Evidence for this is borne out in the fact that the places dominated by the Left [Chicago, New York, California, Detroit, etc, etc.] are the places most destitute, most violent, and the most taxed. In other words, the leftist philosophy is driving us to ruin, and yet they want to take guns away from us.)

“The idea that the founders wanted to protect a right to have a Glock loaded and stored in your nightstand so you could blow away an intruder is just crazy,” says Saul Cornell, (Notice that there is nothing in this quote besides invective. It establishes no point, advances the argument not at all, nor does it provide facts or data. It's simply a dismissive.)

a leading Second Amendment scholar cited by the dissenters in both Heller and McDonald v. Chicago, the 2010 Supreme Court sequel that struck down Chicago’s similarly strict handgun ban and extended the new Second Amendment right to states and cities. Adding to the dishonesty, Scalia refused to acknowledge that he was overturning the Court’s venerable Second Amendment precedent, United States v. Miller, (Finding a new love of precedent when it is convenient to the issue, the author appeals to a 1939 [!] decision. Interestingly, both sides of the gun control debate appeal to this decision in support of their case, since it overturned a gun restriction but acknowledged a militia for the purpose of owning a firearm.)

instead straining mightily, if unconvincingly, to draw distinctions.

As radical as the holding is, the majority could have done even more damage. Scalia stopped short of applying the newly discovered individual right beyond “hearth and home,” leaving the constitutional status of toting guns outside the home for another day. And, possibly to secure the vote of a wavering justice, he offered assurance that Heller posed no threat to long-standing gun-control laws and regulations short of total gun bans.

Owing a good deal to that flash of moderation, Heller’s appalling jurisprudence and real-world harms have tended to be under-recognized. The decision gave the NRA a big jolt of energy and a potent new rhetorical tool that has bolstered the group’s already formidable ability to stop needed gun-safety reforms — to the point of blocking hugely popular congressional proposals such as extending background checks to all gun sales, even following the 2012 school massacre in Newtown, Connecticut. Heller is also wielded to advance the NRA’s maniacal drive to normalize the presence of guns and spread “concealed carry” permits, even absent a special need and adequate screening or training. Coincidentally or not, the number of states with lenient or no concealed-carry permitting requirements has grown significantly since Heller changed the terms of the debate.

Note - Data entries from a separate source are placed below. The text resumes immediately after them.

//! CLI argument parsing and command dispatch.

pub mod args;
pub mod cache;
pub mod config;
pub mod key;
pub mod models;
pub mod probe;
pub mod process;
pub mod providers;
pub mod select;
pub mod suggest;

pub use args::{Cli, Commands};

use std::io::Read;
use std::path::Path;

use crate::core::Orchestrator;
use crate::error::{InkwrightError, Result};
use crate::storage::{AppPaths, CredentialStore, ProcessingSettings, ResolvedConfig};

/// Assemble the orchestrator from persisted state and resolved config.
pub(crate) fn build_orchestrator(
    resolved: &ResolvedConfig,
    paths: &AppPaths,
    settings: ProcessingSettings,
) -> Result<Orchestrator> {
    paths.ensure_dirs()?;
    let credentials = CredentialStore::open(paths)?;
    let orchestrator = Orchestrator::new(credentials, settings)?
        .with_timeout(resolved.timeout)?
        .with_offline_delay(resolved.offline_delay);
    orchestrator.apply_endpoint_overrides(&resolved.endpoint_overrides)?;
    Ok(orchestrator)
}

/// Read input text from an inline argument, a file, or stdin, in that order.
pub(crate) fn read_input(inline: Option<&str>, file: Option<&Path>) -> Result<String> {
    if let Some(text) = inline {
        return Ok(text.to_string());
    }
    if let Some(path) = file {
        return std::fs::read_to_string(path).map_err(|e| InkwrightError::Storage {
            path: path.display().to_string(),
            detail: e.to_string(),
        });
    }
    let mut buffer = String::new();
    std::io::stdin().read_to_string(&mut buffer)?;
    Ok(buffer.trim_end().to_string())
}
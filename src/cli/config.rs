//! Config command implementation.

use colored::Colorize;

use crate::cli::args::ConfigCommand;
use crate::error::{InkwrightError, Result};
use crate::storage::{AppPaths, Config, ProcessingSettings, ResolvedConfig};

/// Execute the config command.
pub async fn execute(cmd: &ConfigCommand, resolved: &ResolvedConfig) -> Result<()> {
    let paths = AppPaths::new();

    match cmd {
        ConfigCommand::Show => show(resolved, &paths),

        ConfigCommand::Path => {
            println!("{}", Config::config_path().display());
            Ok(())
        }

        ConfigCommand::Init { force } => init(*force),

        ConfigCommand::Set { key, value } => {
            let mut settings = ProcessingSettings::load(&paths);
            settings.set_field(key, value)?;
            settings.save(&paths)?;
            println!("{} = {}", key.cyan(), value);
            Ok(())
        }

        ConfigCommand::Reset => {
            ProcessingSettings::default().save(&paths)?;
            println!("Processing settings reset to defaults.");
            Ok(())
        }
    }
}

fn show(resolved: &ResolvedConfig, paths: &AppPaths) -> Result<()> {
    let settings = ProcessingSettings::load(paths);

    if resolved.json {
        let payload = serde_json::json!({
            "timeout_seconds": resolved.timeout.as_secs(),
            "no_color": resolved.no_color,
            "verbose": resolved.verbose,
            "offline_delay_ms": {
                "min": resolved.offline_delay.min().as_millis() as u64,
                "max": resolved.offline_delay.max().as_millis() as u64,
            },
            "endpoint_overrides": resolved
                .endpoint_overrides
                .iter()
                .map(|(p, url)| serde_json::json!({ "provider": p.cli_name(), "endpoint": url }))
                .collect::<Vec<_>>(),
            "settings": settings,
            "config_path": Config::config_path(),
            "settings_path": paths.settings_file(),
        });
        println!("{}", serde_json::to_string_pretty(&payload)?);
        return Ok(());
    }

    println!("{}", "Resolved configuration:".bold());
    println!(
        "  {:<16} {:<12} ({})",
        "timeout",
        format!("{}s", resolved.timeout.as_secs()),
        resolved.sources.timeout
    );
    println!(
        "  {:<16} {:<12} ({})",
        "no_color", resolved.no_color, resolved.sources.no_color
    );
    println!(
        "  {:<16} {:<12} ({})",
        "verbose", resolved.verbose, resolved.sources.verbose
    );
    println!(
        "  {:<16} {:<12} ({})",
        "offline_delay",
        format!(
            "{}-{}ms",
            resolved.offline_delay.min().as_millis(),
            resolved.offline_delay.max().as_millis()
        ),
        resolved.sources.offline_delay
    );
    for (provider, endpoint) in &resolved.endpoint_overrides {
        println!("  {:<16} {} -> {}", "endpoint", provider.cli_name(), endpoint);
    }

    println!("\n{}", "Processing settings:".bold());
    println!("  {:<20} {}", "autoSuggest", settings.auto_suggest);
    println!("  {:<20} {}", "realTimeProcessing", settings.real_time_processing);
    println!("  {:<20} {}", "maxTokens", settings.max_tokens);
    println!("  {:<20} {}", "temperature", settings.temperature);
    println!("  {:<20} {}", "cacheEnabled", settings.cache_enabled);
    println!("  {:<20} {}", "cacheExpiryMs", settings.cache_expiry_ms);

    println!("\nConfig file:   {}", Config::config_path().display());
    println!("Settings file: {}", paths.settings_file().display());

    Ok(())
}

fn init(force: bool) -> Result<()> {
    let path = Config::config_path();
    if path.exists() && !force {
        return Err(InkwrightError::Config(format!(
            "config file already exists at {}; use --force to overwrite",
            path.display()
        )));
    }
    Config::default().save_to(&path)?;
    println!("Wrote {}", path.display());
    Ok(())
}
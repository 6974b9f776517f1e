//! Probe command implementation.

use colored::Colorize;

use crate::cli::args::ProbeArgs;
use crate::core::Orchestrator;
use crate::core::probe::{ProbeOutcome, ProbeReport};
use crate::core::provider::Provider;
use crate::error::Result;
use crate::storage::{AppPaths, ProcessingSettings, ResolvedConfig};

/// Execute the probe command.
pub async fn execute(args: &ProbeArgs, resolved: &ResolvedConfig) -> Result<()> {
    let paths = AppPaths::new();
    let settings = ProcessingSettings::load(&paths);
    let orchestrator = crate::cli::build_orchestrator(resolved, &paths, settings)?;

    let targets = if args.all {
        probe_targets(&orchestrator)
    } else {
        let provider = match &args.provider {
            Some(name) => Provider::from_cli_name(name)?,
            None => orchestrator.selection().provider,
        };
        vec![provider]
    };

    let mut reports = Vec::with_capacity(targets.len());
    for provider in targets {
        reports.push(orchestrator.test_connection(provider).await?);
    }

    if resolved.json {
        println!("{}", serde_json::to_string_pretty(&reports)?);
        return Ok(());
    }

    for report in &reports {
        print_report(report);
    }

    // Non-zero exit for scripting when nothing probed is usable
    if !reports.iter().any(ProbeReport::is_usable) {
        std::process::exit(1);
    }

    Ok(())
}

/// Providers worth probing with `--all`: everything with a key, plus the
/// local daemons, which never need one.
fn probe_targets(orchestrator: &Orchestrator) -> Vec<Provider> {
    let mut targets = orchestrator.configured_providers();
    for &daemon in Provider::LOCAL {
        if !targets.contains(&daemon) {
            targets.push(daemon);
        }
    }
    targets
}

fn print_report(report: &ProbeReport) {
    let status = match report.outcome {
        ProbeOutcome::Reachable => "reachable".green().bold(),
        ProbeOutcome::Unreachable => "unreachable".red().bold(),
        ProbeOutcome::Unverified => "unverified".yellow().bold(),
    };
    println!(
        "{:<12} {:<24} {} ({}ms)",
        report.provider.display_name(),
        status,
        report.detail,
        report.elapsed_ms
    );

    if let Some(models) = &report.discovered_models {
        for model in models {
            println!("{:<12} {}", "", model.dimmed());
        }
    }
}
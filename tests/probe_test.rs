//! Integration tests for connection probing against mock providers.

use wiremock::matchers::{header, method, path};
use wiremock::{Mock, MockServer, ResponseTemplate};

use inkwright::core::probe::{ProbeOutcome, Prober};
use inkwright::core::provider::Provider;
use inkwright::test_utils::{
    descriptor_at, ollama_tags_json, openai_models_json, openai_reply_json,
};

fn raw_json(body: &str) -> ResponseTemplate {
    ResponseTemplate::new(200).set_body_raw(body.to_string(), "application/json")
}

// =============================================================================
// Keyed providers
// =============================================================================

#[tokio::test]
async fn keyed_probe_accepted_is_reachable() {
    let server = MockServer::start().await;
    Mock::given(method("POST"))
        .and(header("authorization", "Bearer sk-live"))
        .respond_with(raw_json(&openai_reply_json("OK")))
        .expect(1)
        .mount(&server)
        .await;

    let descriptor = descriptor_at(
        Provider::OpenAi,
        &format!("{}/v1/chat/completions", server.uri()),
    );
    let prober = Prober::new().unwrap();
    let report = prober.probe(&descriptor, Some("sk-live")).await;

    assert_eq!(report.outcome, ProbeOutcome::Reachable);
    assert!(report.is_usable());
    assert_eq!(report.provider, Provider::OpenAi);
    assert!(report.discovered_models.is_none());
}

#[tokio::test]
async fn keyed_probe_rejected_key_is_unreachable() {
    let server = MockServer::start().await;
    Mock::given(method("POST"))
        .respond_with(ResponseTemplate::new(401).set_body_string(r#"{"error": "bad key"}"#))
        .mount(&server)
        .await;

    let descriptor = descriptor_at(
        Provider::Groq,
        &format!("{}/openai/v1/chat/completions", server.uri()),
    );
    let prober = Prober::new().unwrap();
    let report = prober.probe(&descriptor, Some("gsk_wrong")).await;

    assert_eq!(report.outcome, ProbeOutcome::Unreachable);
    assert!(report.detail.contains("API key rejected"), "detail: {}", report.detail);
    assert!(report.detail.contains("401"), "detail: {}", report.detail);
}

#[tokio::test]
async fn keyed_probe_without_key_sends_nothing() {
    let server = MockServer::start().await;
    Mock::given(method("POST"))
        .respond_with(raw_json(&openai_reply_json("OK")))
        .expect(0)
        .mount(&server)
        .await;

    let descriptor = descriptor_at(
        Provider::Mistral,
        &format!("{}/v1/chat/completions", server.uri()),
    );
    let prober = Prober::new().unwrap();
    let report = prober.probe(&descriptor, None).await;

    assert_eq!(report.outcome, ProbeOutcome::Unreachable);
    assert!(report.detail.contains("no API key"), "detail: {}", report.detail);
}

// =============================================================================
// Custom endpoints
// =============================================================================

#[tokio::test]
async fn custom_endpoint_any_answer_counts_as_reachable() {
    let server = MockServer::start().await;
    Mock::given(method("POST"))
        .respond_with(ResponseTemplate::new(404).set_body_string("no such route"))
        .mount(&server)
        .await;

    let descriptor = descriptor_at(Provider::Custom, &server.uri());
    let prober = Prober::new().unwrap();
    let report = prober.probe(&descriptor, Some("any-key")).await;

    assert_eq!(report.outcome, ProbeOutcome::Reachable);
    assert!(report.detail.contains("HTTP 404"), "detail: {}", report.detail);
}

#[tokio::test]
async fn custom_endpoint_auth_rejection_is_unreachable() {
    let server = MockServer::start().await;
    Mock::given(method("POST"))
        .respond_with(ResponseTemplate::new(401))
        .mount(&server)
        .await;

    let descriptor = descriptor_at(Provider::Custom, &server.uri());
    let prober = Prober::new().unwrap();
    let report = prober.probe(&descriptor, Some("bad-key")).await;

    assert_eq!(report.outcome, ProbeOutcome::Unreachable);
    assert!(report.detail.contains("API key rejected"), "detail: {}", report.detail);
}

#[tokio::test]
async fn custom_transport_failure_with_key_is_unverified() {
    // Nothing listens here; the connection is refused before any HTTP happens.
    let descriptor = descriptor_at(Provider::Custom, "http://127.0.0.1:9");
    let prober = Prober::new().unwrap();
    let report = prober.probe(&descriptor, Some("configured-key")).await;

    assert_eq!(report.outcome, ProbeOutcome::Unverified);
    assert!(report.is_usable());
    assert!(
        report.detail.contains("not verified"),
        "detail: {}",
        report.detail
    );
}

#[tokio::test]
async fn custom_transport_failure_without_key_is_unreachable() {
    let descriptor = descriptor_at(Provider::Custom, "http://127.0.0.1:9");
    let prober = Prober::new().unwrap();
    let report = prober.probe(&descriptor, None).await;

    assert_eq!(report.outcome, ProbeOutcome::Unreachable);
}

// =============================================================================
// Local daemons and model discovery
// =============================================================================

#[tokio::test]
async fn ollama_probe_discovers_installed_models() {
    let server = MockServer::start().await;
    Mock::given(method("GET"))
        .and(path("/api/tags"))
        .respond_with(raw_json(&ollama_tags_json(&["llama3.2", "mistral"])))
        .expect(1)
        .mount(&server)
        .await;

    let descriptor = descriptor_at(Provider::Ollama, &server.uri());
    let prober = Prober::new().unwrap();
    let report = prober.probe(&descriptor, None).await;

    assert_eq!(report.outcome, ProbeOutcome::Reachable);
    assert_eq!(
        report.discovered_models,
        Some(vec!["llama3.2".to_string(), "mistral".to_string()])
    );
    assert!(report.detail.contains("2 models"), "detail: {}", report.detail);
}

#[tokio::test]
async fn daemon_with_no_models_is_unreachable_but_reports_the_empty_list() {
    let server = MockServer::start().await;
    Mock::given(method("GET"))
        .and(path("/api/tags"))
        .respond_with(raw_json(&ollama_tags_json(&[])))
        .mount(&server)
        .await;

    let descriptor = descriptor_at(Provider::Ollama, &server.uri());
    let prober = Prober::new().unwrap();
    let report = prober.probe(&descriptor, None).await;

    assert_eq!(report.outcome, ProbeOutcome::Unreachable);
    assert_eq!(report.discovered_models, Some(Vec::new()));
    assert!(
        report.detail.contains("no models are installed"),
        "detail: {}",
        report.detail
    );
}

#[tokio::test]
async fn daemon_down_reports_no_models() {
    let descriptor = descriptor_at(Provider::Ollama, "http://127.0.0.1:9");
    let prober = Prober::new().unwrap();
    let report = prober.probe(&descriptor, None).await;

    assert_eq!(report.outcome, ProbeOutcome::Unreachable);
    assert!(report.discovered_models.is_none());
}

#[tokio::test]
async fn lmstudio_discovery_reads_openai_model_listing() {
    let server = MockServer::start().await;
    Mock::given(method("GET"))
        .and(path("/v1/models"))
        .respond_with(raw_json(&openai_models_json(&["qwen2.5-7b-instruct"])))
        .expect(1)
        .mount(&server)
        .await;

    let descriptor = descriptor_at(Provider::LmStudio, &server.uri());
    let prober = Prober::new().unwrap();
    let models = prober.discover_models(&descriptor).await.unwrap();

    assert_eq!(models, vec!["qwen2.5-7b-instruct".to_string()]);
}
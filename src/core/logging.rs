//! Structured logging to stderr or a file.
//!
//! The offline downgrade path is silent toward the user but surfaced here:
//! dispatch failures and fallbacks are WARN events, which is why the default
//! level is `warn` rather than `error`.

use std::fs::OpenOptions;
use std::path::PathBuf;
use tracing_subscriber::EnvFilter;
use tracing_subscriber::fmt::format::FmtSpan;
use tracing_subscriber::fmt::writer::BoxMakeWriter;

const LOG_LEVEL_ENV: &str = "INKWRIGHT_LOG";
const LOG_FORMAT_ENV: &str = "INKWRIGHT_LOG_FORMAT";
const LOG_FILE_ENV: &str = "INKWRIGHT_LOG_FILE";

/// Log output format.
#[derive(Debug, Clone, Copy, Default, PartialEq, Eq)]
pub enum LogFormat {
    /// Human-readable logs.
    #[default]
    Human,
    /// JSON logs (one event per line).
    Json,
    /// Compact logs (single line, terse).
    Compact,
}

impl LogFormat {
    /// Parse from string (case-insensitive).
    #[must_use]
    pub fn from_arg(s: &str) -> Option<Self> {
        match s.to_lowercase().as_str() {
            "human" => Some(Self::Human),
            "json" => Some(Self::Json),
            "compact" => Some(Self::Compact),
            _ => None,
        }
    }
}

/// Minimum severity the subscriber emits.
#[derive(Debug, Clone, Copy, Default, PartialEq, Eq)]
pub enum LogLevel {
    Trace,
    Debug,
    Info,
    #[default]
    Warn,
    Error,
}

impl LogLevel {
    /// Parse from a level name (case-insensitive).
    #[must_use]
    pub fn from_arg(s: &str) -> Option<Self> {
        match s.to_lowercase().as_str() {
            "trace" => Some(Self::Trace),
            "verbose" | "debug" => Some(Self::Debug),
            "info" => Some(Self::Info),
            "warn" | "warning" => Some(Self::Warn),
            "error" => Some(Self::Error),
            _ => None,
        }
    }

    /// Convert to tracing filter string.
    #[must_use]
    pub const fn as_filter(self) -> &'static str {
        match self {
            Self::Trace => "trace",
            Self::Debug => "debug",
            Self::Info => "info",
            Self::Warn => "warn",
            Self::Error => "error",
        }
    }
}

/// Parse log level from the INKWRIGHT_LOG env var.
#[must_use]
pub fn parse_log_level_from_env() -> Option<LogLevel> {
    std::env::var(LOG_LEVEL_ENV).ok().and_then(|value| {
        let trimmed = value.trim();
        if trimmed.is_empty() {
            None
        } else {
            LogLevel::from_arg(trimmed)
        }
    })
}

/// Parse log format from the INKWRIGHT_LOG_FORMAT env var.
#[must_use]
pub fn parse_log_format_from_env() -> Option<LogFormat> {
    std::env::var(LOG_FORMAT_ENV).ok().and_then(|value| {
        let trimmed = value.trim();
        if trimmed.is_empty() {
            None
        } else {
            LogFormat::from_arg(trimmed)
        }
    })
}

/// Parse log file path from the INKWRIGHT_LOG_FILE env var.
#[must_use]
pub fn parse_log_file_from_env() -> Option<PathBuf> {
    std::env::var(LOG_FILE_ENV).ok().and_then(|value| {
        let trimmed = value.trim();
        if trimmed.is_empty() {
            None
        } else {
            Some(PathBuf::from(trimmed))
        }
    })
}

/// Initialize logging with the given settings.
pub fn init(level: LogLevel, format: LogFormat, log_file: Option<PathBuf>, verbose: bool) {
    let level = if verbose && matches!(level, LogLevel::Warn) {
        LogLevel::Debug
    } else {
        level
    };

    let file = log_file.and_then(|path| {
        OpenOptions::new()
            .create(true)
            .append(true)
            .open(&path)
            .ok()
    });

    let make_writer = |file: Option<&std::fs::File>| -> BoxMakeWriter {
        if let Some(file) = file.and_then(|inner| inner.try_clone().ok()) {
            BoxMakeWriter::new(file)
        } else {
            BoxMakeWriter::new(std::io::stderr)
        }
    };

    let make_filter = || {
        EnvFilter::try_from_default_env()
            .unwrap_or_else(|_| EnvFilter::new(format!("inkwright={}", level.as_filter())))
    };

    match format {
        LogFormat::Json => {
            let filter = make_filter();
            let writer = make_writer(file.as_ref());
            tracing_subscriber::fmt()
                .with_env_filter(filter)
                .json()
                .with_writer(writer)
                .with_span_events(FmtSpan::CLOSE)
                .try_init()
                .ok();
        }
        LogFormat::Compact => {
            let filter = make_filter();
            let writer = make_writer(file.as_ref());
            tracing_subscriber::fmt()
                .with_env_filter(filter)
                .compact()
                .with_writer(writer)
                .with_target(true)
                .try_init()
                .ok();
        }
        LogFormat::Human => {
            let filter = make_filter();
            let writer = make_writer(file.as_ref());
            tracing_subscriber::fmt()
                .with_env_filter(filter)
                .with_writer(writer)
                .with_target(false)
                .without_time()
                .try_init()
                .ok();
        }
    }
}

#[cfg(test)]
mod tests {
    use super::*;

    static ENV_LOCK: std::sync::Mutex<()> = std::sync::Mutex::new(());

    #[allow(unsafe_code)]
    fn with_env_var(key: &str, value: &str, f: impl FnOnce()) {
        let _guard = ENV_LOCK.lock().unwrap();
        let prior = std::env::var(key).ok();
        unsafe {
            std::env::set_var(key, value);
        }
        f();
        match prior {
            Some(val) => unsafe {
                std::env::set_var(key, val);
            },
            None => unsafe {
                std::env::remove_var(key);
            },
        }
    }

    #[test]
    fn test_env_var_log_level_parsing() {
        with_env_var(LOG_LEVEL_ENV, "trace", || {
            assert_eq!(parse_log_level_from_env(), Some(LogLevel::Trace));
        });

        with_env_var(LOG_LEVEL_ENV, "info", || {
            assert_eq!(parse_log_level_from_env(), Some(LogLevel::Info));
        });

        with_env_var(LOG_LEVEL_ENV, "nonsense", || {
            assert_eq!(parse_log_level_from_env(), None);
        });
    }

    #[test]
    fn test_env_var_log_format_parsing() {
        with_env_var(LOG_FORMAT_ENV, "json", || {
            assert_eq!(parse_log_format_from_env(), Some(LogFormat::Json));
        });

        with_env_var(LOG_FORMAT_ENV, "nonsense", || {
            assert_eq!(parse_log_format_from_env(), None);
        });
    }

    #[test]
    fn test_log_level_default_is_warn() {
        assert_eq!(LogLevel::default(), LogLevel::Warn);
    }
}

We may be approaching another moment of reckoning. Since 2008, several federal courts have upheld state rules that allow officials discretion in issuing concealed-carry licenses. The Supreme Court declined to review those decisions. But forthcoming rulings by federal appellate courts in cases testing the constitutionality of similarly restrictive permitting requirements in San Diego and the District of Columbia could become fodder for a new round of Scalia-style “originalism.” If that happens, we may look back at Heller as a step toward something worse.

It shouldn’t come to that. There is language in Heller, as well as new historical research, to support upholding the concealed-carry permitting limits at issue. Still, it’s a scary thought.